▶ [What the task asks]: All lines in the entries below that hold "text" make up the answer.

****

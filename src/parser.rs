use scraper::{ElementRef, Html, Selector};
use url::Url;

use crate::error::ScrapeError;
use crate::models::{
    ProductData, SelectorSet, Site, IMAGE_UNAVAILABLE, MRP_UNAVAILABLE, PRICE_UNAVAILABLE,
    RATING_UNAVAILABLE, TITLE_UNAVAILABLE,
};
use crate::selectors::{amazon, flipkart, SelectorProvider};

struct ExtractedFields {
    name: String,
    price: String,
    original_price: String,
    customer_rating: String,
    image: String,
}

/// Scrape the product fields out of a fetched page.
///
/// This is a pure function of the page body, the URL, and the selector set in
/// play; the same inputs always produce the same record. Missing fields
/// degrade to their sentinel strings — the only hard failures are an empty
/// page body, an unusable URL, and an unknown site the selector service has
/// nothing for.
pub fn scrape_product_data(
    html: &str,
    url: &str,
    provider: &dyn SelectorProvider,
) -> Result<ProductData, ScrapeError> {
    if html.trim().is_empty() {
        return Err(ScrapeError::EmptyDocument(url.to_string()));
    }
    let doc = Html::parse_document(html);

    let hostname = Url::parse(url)
        .ok()
        .and_then(|u| u.host_str().map(str::to_string))
        .ok_or_else(|| ScrapeError::InvalidUrl(url.to_string()))?;

    let site = resolve_site(&hostname, provider)?;
    let fields = match &site {
        Site::Amazon => extract_amazon(&doc),
        Site::Flipkart => extract_flipkart(&doc),
        Site::Other(set) => extract_with_selector_set(&doc, set),
    };

    Ok(ProductData {
        name: fields.name,
        price: fields.price,
        original_price: fields.original_price,
        customer_rating: fields.customer_rating,
        image: fields.image,
        product_tracking_url: url.to_string(),
        slug: url.to_string(),
        website_name: site.display_name().to_string(),
    })
}

/// Pick the extraction rules for a hostname. Unknown hostnames cost one call
/// to the selector service; if it has nothing, the whole scrape is off.
pub fn resolve_site(hostname: &str, provider: &dyn SelectorProvider) -> Result<Site, ScrapeError> {
    if hostname.contains("amazon") {
        Ok(Site::Amazon)
    } else if hostname.contains("flipkart") {
        Ok(Site::Flipkart)
    } else {
        provider
            .selectors(hostname)
            .map(Site::Other)
            .ok_or_else(|| ScrapeError::SelectorsUnavailable(hostname.to_string()))
    }
}

/// Single normalization point for every field lookup: trimmed text of the
/// element, or the named attribute's value, or `None` when either is absent.
pub fn extract_value(element: Option<ElementRef<'_>>, attr: Option<&str>) -> Option<String> {
    let element = element?;
    match attr {
        Some(name) => element.value().attr(name).map(str::to_string),
        None => Some(element.text().collect::<String>().trim().to_string()),
    }
}

fn first_match<'a>(doc: &'a Html, selector: &Selector) -> Option<ElementRef<'a>> {
    doc.select(selector).next()
}

/// Selector strings from the service are parsed at runtime; an unparsable one
/// behaves like a selector that matched nothing.
fn first_dynamic_match<'a>(doc: &'a Html, selector: &str) -> Option<ElementRef<'a>> {
    match Selector::parse(selector) {
        Ok(sel) => doc.select(&sel).next(),
        Err(_) => {
            log::warn!("Unusable selector from service: {}", selector);
            None
        }
    }
}

fn non_empty(value: String) -> Option<String> {
    if value.is_empty() {
        None
    } else {
        Some(value)
    }
}

/// "4.3 out of 5 stars" -> "4.3". Anything without the "out of" phrase is not
/// a rating we trust.
fn leading_rating(phrase: &str) -> Option<String> {
    if phrase.contains("out of") {
        phrase.split_whitespace().next().map(str::to_string)
    } else {
        None
    }
}

/// Full-resolution image URL when the page carries one, else the plain `src`.
fn image_url(element: Option<ElementRef<'_>>) -> Option<String> {
    extract_value(element, Some("data-old-hires")).or_else(|| extract_value(element, Some("src")))
}

fn extract_amazon(doc: &Html) -> ExtractedFields {
    let name = extract_value(first_match(doc, &amazon::TITLE), None)
        .and_then(non_empty)
        .unwrap_or_else(|| TITLE_UNAVAILABLE.to_string());

    let price = extract_value(first_match(doc, &amazon::PRICE_WHOLE), None)
        .and_then(non_empty)
        .map(|whole| format!("₹{}", whole))
        .unwrap_or_else(|| PRICE_UNAVAILABLE.to_string());

    let original_price = extract_value(first_match(doc, &amazon::MRP), None)
        .and_then(non_empty)
        .or_else(|| extract_value(first_match(doc, &amazon::MRP_ALT), None).and_then(non_empty))
        .unwrap_or_else(|| MRP_UNAVAILABLE.to_string());

    let customer_rating = extract_value(first_match(doc, &amazon::RATING), Some("title"))
        .and_then(|text| leading_rating(&text))
        .unwrap_or_else(|| RATING_UNAVAILABLE.to_string());

    let image = image_url(first_match(doc, &amazon::IMAGE))
        .or_else(|| image_url(first_match(doc, &amazon::IMAGE_ALT)))
        .unwrap_or_else(|| IMAGE_UNAVAILABLE.to_string());

    ExtractedFields {
        name,
        price,
        original_price,
        customer_rating,
        image,
    }
}

fn extract_flipkart(doc: &Html) -> ExtractedFields {
    let name = extract_value(first_match(doc, &flipkart::TITLE), None)
        .and_then(non_empty)
        .unwrap_or_else(|| TITLE_UNAVAILABLE.to_string());

    // Flipkart prints the currency in the element text already.
    let price = extract_value(first_match(doc, &flipkart::PRICE), None)
        .and_then(non_empty)
        .unwrap_or_else(|| PRICE_UNAVAILABLE.to_string());

    let original_price = extract_value(first_match(doc, &flipkart::MRP), None)
        .and_then(non_empty)
        .unwrap_or_else(|| MRP_UNAVAILABLE.to_string());

    let customer_rating = extract_value(first_match(doc, &flipkart::RATING), None)
        .and_then(non_empty)
        .unwrap_or_else(|| RATING_UNAVAILABLE.to_string());

    let image = extract_value(first_match(doc, &flipkart::IMAGE), Some("src"))
        .and_then(non_empty)
        .unwrap_or_else(|| IMAGE_UNAVAILABLE.to_string());

    ExtractedFields {
        name,
        price,
        original_price,
        customer_rating,
        image,
    }
}

fn extract_with_selector_set(doc: &Html, set: &SelectorSet) -> ExtractedFields {
    let name = extract_value(first_dynamic_match(doc, &set.title), None)
        .and_then(non_empty)
        .unwrap_or_else(|| TITLE_UNAVAILABLE.to_string());

    let price = extract_value(first_dynamic_match(doc, &set.current), None)
        .and_then(non_empty)
        .unwrap_or_else(|| PRICE_UNAVAILABLE.to_string());

    let original_price = extract_value(first_dynamic_match(doc, &set.mrp), None)
        .and_then(non_empty)
        .unwrap_or_else(|| MRP_UNAVAILABLE.to_string());

    let customer_rating = extract_value(first_dynamic_match(doc, &set.rating), None)
        .and_then(non_empty)
        .unwrap_or_else(|| RATING_UNAVAILABLE.to_string());

    let image = extract_value(first_dynamic_match(doc, &set.image), Some("src"))
        .and_then(non_empty)
        .unwrap_or_else(|| IMAGE_UNAVAILABLE.to_string());

    ExtractedFields {
        name,
        price,
        original_price,
        customer_rating,
        image,
    }
}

****

▶ [Exercise result]:
/// Single normalization point for every field lookup: trimmed text of the
        None => Some(element.text().collect::<String>().trim().to_string()),
        .and_then(|text| leading_rating(&text))
    // Flipkart prints the currency in the element text already.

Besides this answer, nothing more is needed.